Driving through Germany in 2006, I noticed several plaques referring to Kristallnacht, or the Night of Broken Glass. It took place on 10th November 1938, when Nazi stormtroopers and Hitler Youth rampaged through Jewish neighbourhoods across Germany, destroying synagogues and plundering Jewish homes and businesses. Wanting to learn more about the events leading up to the destruction, I picked up Martin Gilbert’s book, but it was buried in the pile of books until this week.

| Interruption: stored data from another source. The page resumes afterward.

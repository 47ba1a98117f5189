//! TUI application state and event handling

use crossterm::event::{KeyCode, KeyEvent, KeyEventKind, KeyModifiers};
use harlens_common::{BatchClassifier, InspectorEntry, PathClassifier, Trace};

/// Rows moved by PageUp/PageDown
const PAGE_SIZE: usize = 10;

/// TUI view modes
#[derive(Debug, Clone, Copy, PartialEq, Eq)]
pub enum View {
    Table,
    Detail,
}

/// Events that can be sent to the TUI
#[derive(Debug, Clone)]
pub enum TuiEvent {
    /// Key event from terminal
    Key(KeyEvent),
    /// Tick for periodic updates
    Tick,
}

/// TUI application state
pub struct TuiApp {
    trace: Trace,
    classifier: PathClassifier,
    pub source: String,
    pub view: View,
    pub search: String,
    pub rows: Vec<InspectorEntry>,
    /// Set when the last pass failed; `rows` is empty then
    pub error: Option<String>,
    pub selected_index: usize,
    pub detail_scroll: u16,
    pub should_quit: bool,
}

impl TuiApp {
    pub fn new(trace: Trace, classifier: PathClassifier, source: String) -> Self {
        let mut app = Self {
            trace,
            classifier,
            source,
            view: View::Table,
            search: String::new(),
            rows: Vec::new(),
            error: None,
            selected_index: 0,
            detail_scroll: 0,
            should_quit: false,
        };
        app.refresh();
        app
    }

    pub fn total_entries(&self) -> usize {
        self.trace.entries().len()
    }

    pub fn selected(&self) -> Option<&InspectorEntry> {
        self.rows.get(self.selected_index)
    }

    /// Set the search term and recompute the rows
    pub fn set_search(&mut self, search: String) {
        self.search = search;
        self.refresh();
    }

    /// Recompute the rows from the trace. Selection does not survive a pass.
    fn refresh(&mut self) {
        match filter_rows(&self.trace, &self.search, &self.classifier) {
            Ok(rows) => {
                self.rows = rows;
                self.error = None;
            }
            Err(e) => {
                tracing::warn!("Inspection failed for search {:?}: {}", self.search, e);
                self.rows.clear();
                self.error = Some(e);
            }
        }
        self.selected_index = 0;
        self.detail_scroll = 0;
    }

    fn last_index(&self) -> usize {
        self.rows.len().saturating_sub(1)
    }

    /// Handle key events
    pub fn handle_key(&mut self, key: KeyEvent) {
        if key.kind == KeyEventKind::Release {
            return;
        }

        match (key.code, key.modifiers) {
            // Quit
            (KeyCode::Char('c'), KeyModifiers::CONTROL) => {
                self.should_quit = true;
            }
            _ => match self.view {
                View::Table => self.handle_table_key(key),
                View::Detail => self.handle_detail_key(key),
            },
        }
    }

    fn handle_table_key(&mut self, key: KeyEvent) {
        match (key.code, key.modifiers) {
            // Clear search
            (KeyCode::Char('u'), KeyModifiers::CONTROL) => {
                self.set_search(String::new());
            }
            (KeyCode::Esc, _) if !self.search.is_empty() => {
                self.set_search(String::new());
            }
            (KeyCode::Esc, _) => {
                self.should_quit = true;
            }
            (KeyCode::Enter, _) if self.selected().is_some() => {
                self.view = View::Detail;
                self.detail_scroll = 0;
            }
            // Navigation
            (KeyCode::Up, _) => {
                self.selected_index = self.selected_index.saturating_sub(1);
            }
            (KeyCode::Down, _) => {
                self.selected_index = (self.selected_index + 1).min(self.last_index());
            }
            (KeyCode::PageUp, _) => {
                self.selected_index = self.selected_index.saturating_sub(PAGE_SIZE);
            }
            (KeyCode::PageDown, _) => {
                self.selected_index = (self.selected_index + PAGE_SIZE).min(self.last_index());
            }
            (KeyCode::Home, _) => {
                self.selected_index = 0;
            }
            (KeyCode::End, _) => {
                self.selected_index = self.last_index();
            }
            // Search box editing
            (KeyCode::Backspace, _) => {
                let mut search = self.search.clone();
                if search.pop().is_some() {
                    self.set_search(search);
                }
            }
            (KeyCode::Char(c), KeyModifiers::NONE | KeyModifiers::SHIFT) => {
                let mut search = self.search.clone();
                search.push(c);
                self.set_search(search);
            }
            _ => {}
        }
    }

    fn handle_detail_key(&mut self, key: KeyEvent) {
        match key.code {
            KeyCode::Esc | KeyCode::Char('q') | KeyCode::Enter => {
                self.view = View::Table;
            }
            KeyCode::Up | KeyCode::Char('k') => {
                self.detail_scroll = self.detail_scroll.saturating_sub(1);
            }
            KeyCode::Down | KeyCode::Char('j') => {
                self.detail_scroll = self.detail_scroll.saturating_add(1);
            }
            KeyCode::PageUp => {
                self.detail_scroll = self.detail_scroll.saturating_sub(PAGE_SIZE as u16);
            }
            KeyCode::PageDown => {
                self.detail_scroll = self.detail_scroll.saturating_add(PAGE_SIZE as u16);
            }
            KeyCode::Home => {
                self.detail_scroll = 0;
            }
            _ => {}
        }
    }

    /// Handle TUI event
    pub fn handle_event(&mut self, event: TuiEvent) {
        match event {
            TuiEvent::Key(key) => self.handle_key(key),
            TuiEvent::Tick => {} // Just triggers a redraw
        }
    }
}

fn filter_rows(
    trace: &Trace,
    search: &str,
    classifier: &dyn BatchClassifier,
) -> Result<Vec<InspectorEntry>, String> {
    trace.inspect(search, classifier).map_err(|e| e.to_string())
}

#[cfg(test)]
mod tests {
    use super::*;
    use serde_json::json;

    fn key(code: KeyCode) -> KeyEvent {
        KeyEvent::new(code, KeyModifiers::NONE)
    }

    fn typed(app: &mut TuiApp, text: &str) {
        for c in text.chars() {
            app.handle_key(key(KeyCode::Char(c)));
        }
    }

    fn trace(response_text: &str) -> Trace {
        serde_json::from_value(json!({
            "log": {
                "entries": [
                    {
                        "request": {"method": "GET", "url": "https://api.x.com/home"},
                        "response": {"status": 200}
                    },
                    {
                        "request": {
                            "method": "POST",
                            "url": "https://api.x.com/batch",
                            "postData": {
                                "mimeType": "application/json",
                                "text": json!({"requests": [
                                    {"url": "/users/1", "httpMethod": "GET"},
                                    {"url": "/orders/2", "httpMethod": "GET"}
                                ]}).to_string()
                            }
                        },
                        "response": {
                            "status": 200,
                            "content": {"mimeType": "application/json", "text": response_text}
                        }
                    }
                ]
            }
        }))
        .unwrap()
    }

    fn app() -> TuiApp {
        let responses = json!({"responses": [{"httpStatusCode": 200}, {"httpStatusCode": 404}]});
        TuiApp::new(
            trace(&responses.to_string()),
            PathClassifier::default(),
            "test.har".to_string(),
        )
    }

    #[test]
    fn test_initial_rows() {
        let app = app();
        assert_eq!(app.total_entries(), 2);
        assert_eq!(app.rows.len(), 4);
        assert_eq!(app.error, None);
        assert_eq!(app.view, View::Table);
    }

    #[test]
    fn test_typing_filters_rows() {
        let mut app = app();
        typed(&mut app, "Orders");

        assert_eq!(app.search, "Orders");
        assert_eq!(app.rows.len(), 1);
        assert!(app.rows[0].is_batch_child_entry);

        app.handle_key(key(KeyCode::Backspace));
        assert_eq!(app.search, "Order");

        app.handle_key(key(KeyCode::Esc));
        assert_eq!(app.search, "");
        assert_eq!(app.rows.len(), 4);
        assert!(!app.should_quit);
    }

    #[test]
    fn test_navigation_is_clamped() {
        let mut app = app();

        app.handle_key(key(KeyCode::Up));
        assert_eq!(app.selected_index, 0);

        app.handle_key(key(KeyCode::PageDown));
        assert_eq!(app.selected_index, 3);

        app.handle_key(key(KeyCode::Down));
        assert_eq!(app.selected_index, 3);

        app.handle_key(key(KeyCode::Home));
        assert_eq!(app.selected_index, 0);

        app.handle_key(key(KeyCode::End));
        assert_eq!(app.selected_index, 3);
    }

    #[test]
    fn test_search_resets_selection() {
        let mut app = app();
        app.handle_key(key(KeyCode::End));
        typed(&mut app, "u");
        assert_eq!(app.selected_index, 0);
    }

    #[test]
    fn test_detail_view() {
        let mut app = app();
        app.handle_key(key(KeyCode::Down));
        app.handle_key(key(KeyCode::Enter));
        assert_eq!(app.view, View::Detail);
        assert_eq!(app.selected().unwrap().entry.request.url, "https://api.x.com/batch");

        // Letters scroll the detail instead of editing the search
        app.handle_key(key(KeyCode::Char('j')));
        assert_eq!(app.detail_scroll, 1);
        assert_eq!(app.search, "");

        app.handle_key(key(KeyCode::Esc));
        assert_eq!(app.view, View::Table);
    }

    #[test]
    fn test_enter_without_rows_stays_in_table() {
        let mut app = app();
        typed(&mut app, "nothing-matches");
        app.handle_key(key(KeyCode::Enter));
        assert_eq!(app.view, View::Table);
    }

    #[test]
    fn test_failed_pass_shows_error() {
        let mut app = TuiApp::new(
            trace("not json"),
            PathClassifier::default(),
            "broken.har".to_string(),
        );
        assert!(app.rows.is_empty());
        assert!(app.error.as_deref().unwrap().contains("Malformed batch envelope"));

        // A search that matches no sub-call still parses the envelope
        typed(&mut app, "home");
        assert!(app.error.is_some());
    }

    #[test]
    fn test_quit_keys() {
        let mut first = app();
        first.handle_key(KeyEvent::new(KeyCode::Char('c'), KeyModifiers::CONTROL));
        assert!(first.should_quit);

        let mut second = app();
        second.handle_key(key(KeyCode::Esc));
        assert!(second.should_quit);
    }
}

It’s a horrific read; chapter after chapter of unspeakable evil, occasionally leavened by the courage and decency of ordinary Germans who tried to help their friends and neighbours, only to be severely punished. The behaviour of most so-called civilised countries, haggling and parsing the number of Jewish refugees they would allow across their borders was disgusting. I cringed with shame when I read about the flat refusal of the Irish Free State to grant refuge to any German Jews, including children. It is worth noting that, after the War ended, hundreds of German refugee children were taken in by Irish families, including mine. My foster-brother, Hans lived with us for four years, before returning to his mother in Germany in 1949. I’m just a few chapters into Matt Cohen’s book, which opens in 15th century Spain, at the beginning of the great era of Jewish persecution. Ironically, given current events, the pogroms follow an era of peaceful coexistence between Muslims and Jews in Moorish Spain. As the Moors are driven out, the Inquisition moves in, and unscrupulous aristocrats and merchant-princes deflect the anger of the peasantry onto their Jewish neighbours.
While the two novels are beautifully written, teeming with colour and drama, Kristallnacht is fairly plodding – a bare recitation of names, dates and facts. But they serve to underline the horrors of life for Jews under Nazi rule, making it by far the most affecting read of the three books. In one particularly disturbing passage, a young Jewish man, during his time in a sub-camp of Dachau, overhears a conversation between a German mother and her six- or seven-year old daughter, as they walked past the camp, a few feet from the perimeter.
The child asked: ‘Mutti, was fur Menschen sind die?’ ‘Mother, what kind of people are they?’ to which the mother replied: ‘Das sind keine Menschen, das sind Juden.’ ‘These are not people, they are Jews.’
Years of unrelenting propaganda by Joseph Goebbels and his like, always referring to Jews as ’scum,’ ‘parasites’ and ‘rodents’ had served to dehumanise an entire race.
Today, I opened my newspaper and read about a Toronto man who has been posting on an Arizona-based website, filthyjewishterrorists.com. In his posts, he calls for “a genocide [to] be perpetrated against the Jewish populations of North America and Europe” and refers to Jews as “diseased and filthy,” and as “scum.”
* The more things change, the more they stay the same.